Here's an illustration of what PgBouncer sends to Postgres in the above script (I modified fetchrow(";") to fetchrow('select $1::int', 1)):

[2653098] LOG:  duration: 0.104 ms  statement: SET client_encoding='''utf-8''';
[2653098] LOG:  duration: 0.118 ms  parse __asyncpg_790766f0-8d39-42e6-9089-8afaa114e054__: select 1
[2653098] LOG:  duration: 0.057 ms  bind __asyncpg_790766f0-8d39-42e6-9089-8afaa114e054__: select 1
[2653098] LOG:  duration: 0.008 ms  execute __asyncpg_790766f0-8d39-42e6-9089-8afaa114e054__: select 1
[2653099] LOG:  duration: 0.121 ms  statement: SET client_encoding='''utf-8''';
[2653099] LOG:  duration: 0.159 ms  parse <unnamed>: select $1::int
[2653098] LOG:  duration: 0.025 ms  statement: SET client_encoding='''utf-8''';
[2653098] LOG:  duration: 0.063 ms  parse <unnamed>: select $1::int
[2653098] LOG:  duration: 0.020 ms  bind <unnamed>: select $1::int
[2653098] DETAIL:  parameters: $1 = '1'
[2653098] LOG:  duration: 0.003 ms  execute <unnamed>: select $1::int
[2653098] DETAIL:  parameters: $1 = '1'

Note two things:

injection of SET client_encoding (this is what causes the unnamed prepared statement to get blown up)
change of PID indicating that the initial parse and subsequent bind/execute run on different backend despite being logically part of the same transaction (there is no Sync message between the Parse and the Bind).

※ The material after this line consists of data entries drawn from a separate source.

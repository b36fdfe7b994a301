//! Loading and validating pipeline parameters.

use std::fs;
use std::path::Path;
use thiserror::Error;

use crate::books::BookNameMap;
use crate::models::AlignmentParams;

#[derive(Error, Debug)]
pub enum ConfigError {
    #[error("IO error: {0}")]
    Io(#[from] std::io::Error),
    #[error("Invalid config JSON: {0}")]
    Json(#[from] serde_json::Error),
    #[error("feature_names must name at least one feature")]
    EmptyFeatureNames,
    #[error("span_policy.short_phrase_max must be at least 1")]
    ZeroShortPhraseMax,
    #[error("min_alignment_rate must be within 0..=100, got {0}")]
    InvalidRate(f64),
    #[error(
        "clause range [{clause_offset}, +{capacity}) and phrase range [{phrase_offset}, +{capacity}) overlap"
    )]
    OverlappingNamespaces {
        clause_offset: u64,
        phrase_offset: u64,
        capacity: u64,
    },
    #[error("namespace capacity must be positive")]
    ZeroCapacity,
    #[error("namespace ranges reach past the largest storable id ({})", i64::MAX)]
    NamespaceTooLarge,
}

/// Read parameters from a JSON file. Missing fields take their defaults.
pub fn load_params(path: &Path) -> Result<AlignmentParams, ConfigError> {
    let text = fs::read_to_string(path)?;
    let params: AlignmentParams = serde_json::from_str(&text)?;
    validate(&params)?;
    Ok(params)
}

/// Reject parameter sets the pipeline cannot run with.
pub fn validate(params: &AlignmentParams) -> Result<(), ConfigError> {
    if params.feature_names.is_empty() {
        return Err(ConfigError::EmptyFeatureNames);
    }
    if params.span_policy.short_phrase_max == 0 {
        return Err(ConfigError::ZeroShortPhraseMax);
    }
    if let Some(rate) = params.min_alignment_rate {
        if !(0.0..=100.0).contains(&rate) {
            return Err(ConfigError::InvalidRate(rate));
        }
    }

    let layout = &params.namespaces;
    if layout.capacity == 0 {
        return Err(ConfigError::ZeroCapacity);
    }
    match layout.max_assigned() {
        Some(max) if max <= i64::MAX as u64 => {}
        _ => return Err(ConfigError::NamespaceTooLarge),
    }
    if !layout.is_disjoint() {
        return Err(ConfigError::OverlappingNamespaces {
            clause_offset: layout.clause_offset,
            phrase_offset: layout.phrase_offset,
            capacity: layout.capacity,
        });
    }
    Ok(())
}

/// Built-in table, then database overrides, then config overrides.
pub fn book_name_map(params: &AlignmentParams, db_overrides: Option<BookNameMap>) -> BookNameMap {
    let mut map = BookNameMap::new_testament();
    if let Some(overrides) = db_overrides {
        map.extend(overrides);
    }
    if let Some(overrides) = &params.book_names {
        map.extend(overrides.clone());
    }
    map
}
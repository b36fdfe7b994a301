//! Output formatting for pipeline results (JSON, CSV, console summaries).

use crate::models::{AlignmentPair, AlignmentStats, CorpusStats, Gap, IdMapping, Span};
use crate::pipeline::{PipelineOutput, RunSummary};
use crate::spans::GapSummary;
use serde::Serialize;
use std::borrow::Cow;
use std::fs::{self, File};
use std::io::{self, BufWriter, Write};
use std::path::{Path, PathBuf};
use thiserror::Error;

#[derive(Error, Debug)]
pub enum OutputError {
    #[error("IO error: {0}")]
    Io(#[from] io::Error),
    #[error("JSON serialization error: {0}")]
    Json(#[from] serde_json::Error),
}

/// Quote a CSV field when it holds a separator, quote or line break.
fn csv_field(value: &str) -> Cow<'_, str> {
    if value.contains([',', '"', '\n', '\r']) {
        Cow::Owned(format!("\"{}\"", value.replace('"', "\"\"")))
    } else {
        Cow::Borrowed(value)
    }
}

/// Write any result table as pretty JSON.
pub fn write_json<T: Serialize + ?Sized, W: Write>(value: &T, writer: &mut W) -> Result<(), OutputError> {
    let json = serde_json::to_string_pretty(value)?;
    writer.write_all(json.as_bytes())?;
    writer.write_all(b"\n")?;
    Ok(())
}

/// Write any result table as pretty JSON to a file.
pub fn write_json_file<T: Serialize + ?Sized>(value: &T, path: &Path) -> Result<(), OutputError> {
    let mut file = BufWriter::new(File::create(path)?);
    write_json(value, &mut file)?;
    file.flush()?;
    Ok(())
}

fn write_csv_file<F>(path: &Path, write: F) -> Result<(), OutputError>
where
    F: FnOnce(&mut BufWriter<File>) -> Result<(), OutputError>,
{
    let mut file = BufWriter::new(File::create(path)?);
    write(&mut file)?;
    file.flush()?;
    Ok(())
}

/// Write alignment pairs as CSV.
pub fn write_alignment_csv<W: Write>(pairs: &[AlignmentPair], writer: &mut W) -> Result<(), OutputError> {
    writeln!(
        writer,
        "source_word_id,reference_node_id,book,reference_book,chapter,verse,\
         source_rank,reference_rank,surface"
    )?;

    for pair in pairs {
        writeln!(
            writer,
            "{},{},{},{},{},{},{},{},{}",
            pair.source_word_id,
            pair.reference_node_id,
            csv_field(&pair.book),
            csv_field(&pair.reference_book),
            pair.chapter,
            pair.verse,
            pair.source_rank,
            pair.reference_rank,
            csv_field(&pair.surface)
        )?;
    }

    Ok(())
}

/// Write gap records as CSV.
pub fn write_gaps_csv<W: Write>(gaps: &[Gap], writer: &mut W) -> Result<(), OutputError> {
    writeln!(writer, "word_id,book,chapter,verse,rank,kind")?;
    for gap in gaps {
        writeln!(
            writer,
            "{},{},{},{},{},{}",
            gap.word_id,
            csv_field(&gap.book),
            gap.chapter,
            gap.verse,
            gap.rank,
            gap.kind
        )?;
    }
    Ok(())
}

/// Write spans as CSV. Word ids are space-separated.
pub fn write_spans_csv<W: Write>(spans: &[Span], writer: &mut W) -> Result<(), OutputError> {
    writeln!(
        writer,
        "span_id,book,chapter,verse,start_rank,end_rank,word_count,word_ids,text,gap_kind,category"
    )?;

    for span in spans {
        let word_ids = span
            .word_ids
            .iter()
            .map(u64::to_string)
            .collect::<Vec<_>>()
            .join(" ");
        writeln!(
            writer,
            "{},{},{},{},{},{},{},{},{},{},{}",
            span.span_id,
            csv_field(&span.book),
            span.chapter,
            span.verse,
            span.start_rank,
            span.end_rank,
            span.word_count(),
            word_ids,
            csv_field(&span.text),
            span.gap_kind,
            span.category
        )?;
    }

    Ok(())
}

/// Write the id translation table as CSV.
pub fn write_id_map_csv<W: Write>(mappings: &[IdMapping], writer: &mut W) -> Result<(), OutputError> {
    writeln!(writer, "reference_id,assigned_id,node_type")?;
    for m in mappings {
        writeln!(writer, "{},{},{}", m.reference_id, m.assigned_id, m.node_type)?;
    }
    Ok(())
}

/// Contents of alignment_stats.json
#[derive(Serialize)]
struct StatsReport<'a> {
    summary: &'a RunSummary,
    alignment: &'a AlignmentStats,
    gaps: &'a GapSummary,
    parent_cycles: &'a [Vec<u64>],
}

/// Write every result table into `dir`, creating it if needed. Returns the written paths.
pub fn write_outputs(output: &PipelineOutput, dir: &Path) -> Result<Vec<PathBuf>, OutputError> {
    fs::create_dir_all(dir)?;
    let mut written = Vec::new();

    let path = dir.join("alignment.json");
    write_json_file(&output.alignment.pairs, &path)?;
    written.push(path);
    let path = dir.join("alignment.csv");
    write_csv_file(&path, |w| write_alignment_csv(&output.alignment.pairs, w))?;
    written.push(path);

    let path = dir.join("gaps.json");
    write_json_file(&output.alignment.gaps, &path)?;
    written.push(path);
    let path = dir.join("gaps.csv");
    write_csv_file(&path, |w| write_gaps_csv(&output.alignment.gaps, w))?;
    written.push(path);

    let path = dir.join("spans.json");
    write_json_file(&output.spans, &path)?;
    written.push(path);
    let path = dir.join("spans.csv");
    write_csv_file(&path, |w| write_spans_csv(&output.spans, w))?;
    written.push(path);

    let path = dir.join("id_map.json");
    write_json_file(output.id_map.mappings(), &path)?;
    written.push(path);
    let path = dir.join("id_map.csv");
    write_csv_file(&path, |w| write_id_map_csv(output.id_map.mappings(), w))?;
    written.push(path);

    let path = dir.join("transplanted.json");
    write_json_file(&output.transplant.words, &path)?;
    written.push(path);

    let path = dir.join("alignment_stats.json");
    write_json_file(
        &StatsReport {
            summary: &output.summary,
            alignment: &output.alignment.stats,
            gaps: &output.gap_summary,
            parent_cycles: &output.parent_cycles,
        },
        &path,
    )?;
    written.push(path);

    Ok(written)
}

// ============================================================================
// Console output
// ============================================================================

/// Write an alignment coverage report to stdout.
pub fn print_summary(stats: &AlignmentStats) {
    println!("\n=== Alignment Summary ===");
    println!("Source words: {}", stats.total_source_words);
    println!("Aligned: {} ({:.2}%)", stats.total_aligned, stats.alignment_rate);
    println!("Gaps: {}", stats.total_gaps);
    for (kind, count) in &stats.gap_kind_counts {
        println!("  {}: {}", kind, count);
    }

    println!("\n{:<8} {:<18} {:>8} {:>8} {:>8} {:>8}", "Book", "Reference", "Words", "Aligned", "Gaps", "Rate");
    for book in &stats.books {
        println!(
            "{:<8} {:<18} {:>8} {:>8} {:>8} {:>7.2}%",
            book.book,
            book.reference_book,
            book.source_words,
            book.aligned_words,
            book.gap_words,
            book.alignment_rate
        );
        if book.source_only_verses > 0 || book.reference_only_verses > 0 {
            println!(
                "         verses: {} common, {} source-only, {} reference-only",
                book.common_verses, book.source_only_verses, book.reference_only_verses
            );
        }
    }
}

/// Write the gap analysis to stdout.
pub fn print_gap_summary(summary: &GapSummary, spans: &[Span]) {
    println!("\n=== Gap Analysis ===");
    println!("Gap words: {}", summary.total_gap_words);
    println!("Spans: {}", summary.total_spans);
    println!("Average span size: {:.1}", summary.avg_span_size);

    println!("\nBy category:");
    for (category, count) in &summary.categories {
        println!("  {}: {}", category, count);
    }

    if !summary.longest_span_ids.is_empty() {
        println!("\nLongest spans:");
        for id in &summary.longest_span_ids {
            // Span ids are 1-based positions in `spans`
            if let Some(span) = spans.get(*id as usize - 1) {
                println!("  {}", format_span(span));
            }
        }
    }
}

/// Write the transplant and id-map totals to stdout.
pub fn print_run_summary(summary: &RunSummary) {
    println!("\n=== Transplant Summary ===");
    for (node_type, count) in &summary.id_mappings {
        println!("  {} ids mapped: {}", node_type, count);
    }
    if summary.duplicate_word_refs > 0 {
        println!("  Duplicate reference words skipped: {}", summary.duplicate_word_refs);
    }
    println!("  Unresolved pointers: {}", summary.unresolved_pointers);
    println!("  Broken references: {}", summary.broken_references);
    println!("  Parent cycles: {}", summary.parent_cycles);
}

/// Write database table sizes to stdout.
pub fn print_corpus_stats(stats: &CorpusStats) {
    println!("=== Corpus Statistics ===");
    println!(
        "Source: {} words, {} books, {} verses",
        stats.source_words, stats.source_books, stats.source_verses
    );
    println!(
        "Reference: {} words, {} books, {} verses",
        stats.reference_words, stats.reference_books, stats.reference_verses
    );
    println!("Clauses: {}", stats.clauses);
    println!("Phrases: {}", stats.phrases);
    println!("Book name overrides: {}", stats.book_name_overrides);
}

/// Format a span as a one-line string.
pub fn format_span(span: &Span) -> String {
    format!(
        "#{} {} {}:{} [{}-{}] {} ({} words): {}",
        span.span_id,
        span.book,
        span.chapter,
        span.verse,
        span.start_rank,
        span.end_rank,
        span.category,
        span.word_count(),
        span.text
    )
}
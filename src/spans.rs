//! Group gap words into contiguous spans.
//!
//! A span is a run of gap words in one verse whose ranks increase by exactly
//! one. Each span becomes one unit of downstream annotation work.

use serde::Serialize;
use std::collections::{BTreeMap, HashMap};

use crate::models::{Gap, GapKind, SpanCategory, Span, SpanPolicy, Word};

/// Classify a span by origin and size.
pub fn categorize(gap_kind: GapKind, word_count: usize, policy: &SpanPolicy) -> SpanCategory {
    if gap_kind == GapKind::SourceOnlyVerse {
        SpanCategory::FullVerse
    } else if word_count <= 1 {
        SpanCategory::SingleWord
    } else if word_count <= policy.short_phrase_max {
        SpanCategory::ShortPhrase
    } else {
        SpanCategory::LongPhrase
    }
}

/// Span under construction
struct OpenSpan<'a> {
    book: &'a str,
    chapter: u32,
    verse: u32,
    start_rank: u32,
    end_rank: u32,
    word_ids: Vec<u64>,
    gap_kind: GapKind,
}

impl<'a> OpenSpan<'a> {
    fn start(gap: &'a Gap) -> Self {
        OpenSpan {
            book: &gap.book,
            chapter: gap.chapter,
            verse: gap.verse,
            start_rank: gap.rank,
            end_rank: gap.rank,
            word_ids: vec![gap.word_id],
            gap_kind: gap.kind,
        }
    }

    fn extends_with(&self, gap: &Gap) -> bool {
        self.book == gap.book
            && self.chapter == gap.chapter
            && self.verse == gap.verse
            && gap.rank == self.end_rank + 1
    }

    fn close(self, span_id: u32, surfaces: &HashMap<u64, &str>, policy: &SpanPolicy) -> Span {
        let text = self
            .word_ids
            .iter()
            .filter_map(|id| surfaces.get(id).copied())
            .collect::<Vec<_>>()
            .join(" ");
        let category = categorize(self.gap_kind, self.word_ids.len(), policy);
        Span {
            span_id,
            book: self.book.to_string(),
            chapter: self.chapter,
            verse: self.verse,
            start_rank: self.start_rank,
            end_rank: self.end_rank,
            word_ids: self.word_ids,
            text,
            gap_kind: self.gap_kind,
            category,
        }
    }
}

/// Merge gaps into spans.
///
/// Gaps are sorted by (book, chapter, verse, rank) first, so input order does
/// not matter. Span ids start at 1 in that order. `words` supplies the surface
/// text; ids missing from it contribute nothing to the span text.
pub fn group_gaps(gaps: &[Gap], words: &[Word], policy: &SpanPolicy) -> Vec<Span> {
    let surfaces: HashMap<u64, &str> = words
        .iter()
        .map(|w| (w.word_id, w.surface.as_str()))
        .collect();

    let mut sorted: Vec<&Gap> = gaps.iter().collect();
    sorted.sort_by(|a, b| {
        (&a.book, a.chapter, a.verse, a.rank).cmp(&(&b.book, b.chapter, b.verse, b.rank))
    });

    let mut spans = Vec::new();
    let mut current: Option<OpenSpan> = None;

    for gap in sorted {
        if let Some(span) = current.as_mut().filter(|s| s.extends_with(gap)) {
            span.end_rank = gap.rank;
            span.word_ids.push(gap.word_id);
            continue;
        }
        if let Some(done) = current.take() {
            let span_id = spans.len() as u32 + 1;
            spans.push(done.close(span_id, &surfaces, policy));
        }
        current = Some(OpenSpan::start(gap));
    }

    if let Some(done) = current {
        let span_id = spans.len() as u32 + 1;
        spans.push(done.close(span_id, &surfaces, policy));
    }

    spans
}

// ============================================================================
// Gap analysis summary
// ============================================================================

/// Per-book span totals
#[derive(Debug, Clone, Default, PartialEq, Serialize)]
pub struct BookSpanStats {
    pub spans: usize,
    pub words: usize,
}

/// Aggregate view of gaps and spans for review reports
#[derive(Debug, Clone, Default, PartialEq, Serialize)]
pub struct GapSummary {
    pub total_gap_words: usize,
    pub total_spans: usize,
    pub avg_span_size: f64,
    pub gap_kinds: BTreeMap<GapKind, usize>,
    pub categories: BTreeMap<SpanCategory, usize>,
    pub books: BTreeMap<String, BookSpanStats>,
    pub longest_span_ids: Vec<u32>, // Largest first, ties by span id
}

impl GapSummary {
    /// Summarise gaps and the spans built from them. Keeps the `top_n` longest span ids.
    pub fn from_spans(gaps: &[Gap], spans: &[Span], top_n: usize) -> Self {
        let mut gap_kinds = BTreeMap::new();
        for gap in gaps {
            *gap_kinds.entry(gap.kind).or_default() += 1;
        }

        let mut categories = BTreeMap::new();
        let mut books: BTreeMap<String, BookSpanStats> = BTreeMap::new();
        for span in spans {
            *categories.entry(span.category).or_default() += 1;
            let entry = books.entry(span.book.clone()).or_default();
            entry.spans += 1;
            entry.words += span.word_count();
        }

        let span_words: usize = spans.iter().map(Span::word_count).sum();
        let avg_span_size = if spans.is_empty() {
            0.0
        } else {
            span_words as f64 / spans.len() as f64
        };

        let mut by_size: Vec<&Span> = spans.iter().collect();
        by_size.sort_by(|a, b| {
            b.word_count()
                .cmp(&a.word_count())
                .then(a.span_id.cmp(&b.span_id))
        });
        let longest_span_ids = by_size.iter().take(top_n).map(|s| s.span_id).collect();

        GapSummary {
            total_gap_words: gaps.len(),
            total_spans: spans.len(),
            avg_span_size,
            gap_kinds,
            categories,
            books,
            longest_span_ids,
        }
    }
}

There is no reason why this wouldn't happen with explicit named prepared statements.

It appears that PgBouncer's `transaction` pooling mode does not consider implicit transactions properly, and so in a [`Parse`, `Flush`, `Bind`, `Execute`, `Sync`] sequence, `Flush` would be (incorrectly) considered by PgBouncer as a transaction boundary and it will happily send the following `Bind` / `Execute` messages to a different backend process. This makes it so that when `statement_cache_size` is set to `0`, asyncpg assumes a pessimistic stance on prepared statement persistence and does not rely on them even in implicit transactions. The above message sequence thus becomes `Parse`, `Flush`, `Parse` (a second time), `Bind`, `Execute`, `Sync`. This obviously has negative performance impact due to the extraneous `Parse`. Fixes: #1058 Fixes: #1041

zzzeek · 2023-08-16T19:35:16Z

This is surprising to me. This is from the PgBouncer FAQ:

"How to use prepared statements with transaction pooling?

To make prepared statements work in this mode would need PgBouncer to keep track of them internally, which it does not do. So the only way to keep using PgBouncer in this mode is to disable prepared statements in the client."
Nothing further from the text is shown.